Here is a brief I will be using for training purposes for the unemployment clinic here in Madison. It runs through the basic issues relating to deciding whether a claimant is an employee or an independent contractor. The test is still extremely difficult to meet.
Moreover, the case registers basic procedural and substantive problems with how independent contractor cases are currently handled in Wisconsin. Simply put, Wisconsin unemployment law leads to duplicate and unnecessary proceedings in regards to independent contractor determinations for both employees and employers in ways that are frustrating for both. While much is at present being changed in unemployment law in Wisconsin, real problems that the businesses and residents of Wisconsin have in regards to independent contractor issues and the ensuing long, complicated, and often unnecessary hearings over these issues are not even being mentioned.
In the case at issue in the brief, there was little at stake for either party, but four hours of hearings and now a LIRC appeal has taken place.
In this situation, both the claimant and the employer are probably justified in disputing how independent contractor law in unemployment cases are handled.

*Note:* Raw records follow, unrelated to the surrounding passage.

#[cfg(test)]
mod tests {
    use super::*;

    #[test]
    fn ordering_follows_kind_then_classes_then_member() {
        let a = Trampoline::new_get_field("A", "B", "x", "I");
        let b = Trampoline::new_get_field("A", "B", "y", "I");
        let c = Trampoline::new_put_field("A", "B", "x", "I");
        assert!(a < b);
        assert!(a < c); // GetField < PutField by declaration order
    }

    #[test]
    fn nulls_sort_before_non_null_members() {
        let no_member = Trampoline::new_new("A", "B");
        let with_member = Trampoline::new_get_field("A", "B", "x", "I");
        // New < GetField by kind rank already, so force same kind comparison
        // by comparing member fields directly.
        assert!(no_member.member_name < with_member.member_name);
    }

    #[test]
    fn mangled_symbol_escapes_reserved_separator() {
        let t = Trampoline::new_get_field("pkg/A$Inner", "pkg/B", "x", "I");
        let mangled = t.mangled_symbol();
        assert!(mangled.contains("pkg/A$$Inner"));
    }

    #[test]
    fn mangling_is_injective_for_distinct_trampolines() {
        let a = Trampoline::new_get_field("A", "B", "x", "I");
        let b = Trampoline::new_get_field("A", "B", "xI", "");
        assert_ne!(a.mangled_symbol(), b.mangled_symbol());
    }

    #[test]
    fn get_field_projects_field_signature_not_method_signature() {
        let t = Trampoline::new_get_field("A", "B", "x", "I");
        match t.function_type().unwrap() {
            IrType::Function { params, ret, .. } => {
                assert_eq!(params.len(), 2); // env, receiver
                assert_eq!(ret, Box::new(IrType::Integer(IntWidth::W32)));
            }
            _ => panic!("expected function type"),
        }
    }

    #[test]
    fn invoke_virtual_projects_managed_signature() {
        let t = Trampoline::new_invoke_virtual("A", "B", "getX", "()I");
        match t.function_type().unwrap() {
            IrType::Function { params, .. } => assert_eq!(params.len(), 2), // env, receiver
            _ => panic!("expected function type"),
        }
    }

    #[test]
    fn bridge_call_and_native_call_carry_receiver_even_when_static() {
        let bridge = Trampoline::new_bridge_call("A", "B", "init", "()V");
        let native = Trampoline::new_native_call("A", "B", "hashCode0", "()I");
        for t in [bridge, native] {
            match t.function_type().unwrap() {
                IrType::Function { params, .. } => {
                    assert_eq!(params.len(), 2); // env + class-handle/receiver, no visible args
                    assert_eq!(params[1], object_ptr_type());
                }
                _ => panic!("expected function type"),
            }
        }
    }

    #[test]
    fn new_and_checkcast_have_fixed_class_reference_signatures() {
        let new_t = Trampoline::new_new("A", "B");
        match new_t.function_type().unwrap() {
            IrType::Function { params, ret, .. } => {
                assert_eq!(params.len(), 1); // env only
                assert_eq!(*ret, object_ptr_type());
            }
            _ => panic!("expected function type"),
        }

        let checkcast = Trampoline::new_checkcast("A", "B");
        match checkcast.function_type().unwrap() {
            IrType::Function { params, .. } => assert_eq!(params.len(), 2), // env, object
            _ => panic!("expected function type"),
        }
    }

    #[test]
    fn construction_rejects_misuse() {
        let err = Trampoline::from_parts(TrampolineKind::New, "A", "B", Some(Arc::from("x")), Some(Arc::from("I")));
        assert!(matches!(err, Err(TrampolineError::UnexpectedMember(_))));

        let err = Trampoline::from_parts(TrampolineKind::GetField, "A", "B", None, None);
        assert!(matches!(err, Err(TrampolineError::MissingMember(_))));
    }
}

The claimant in this matter has had to deal with DWD investigations not only for the $500 at issue in this case but $200 earned from serving in a chorus in a show. The employer is stuck with any of its freelancers being subject to UI taxes and an intrusive DWD examining all of its employees.
Until this portion of UI law changes once again, there are ways for making these kinds of cases a little less problematic and burdensome for all involved. What the attached brief does in part is demonstrate the circumstances and issues that employers and employees need to be aware of before simply fighting each other.
UPDATE available.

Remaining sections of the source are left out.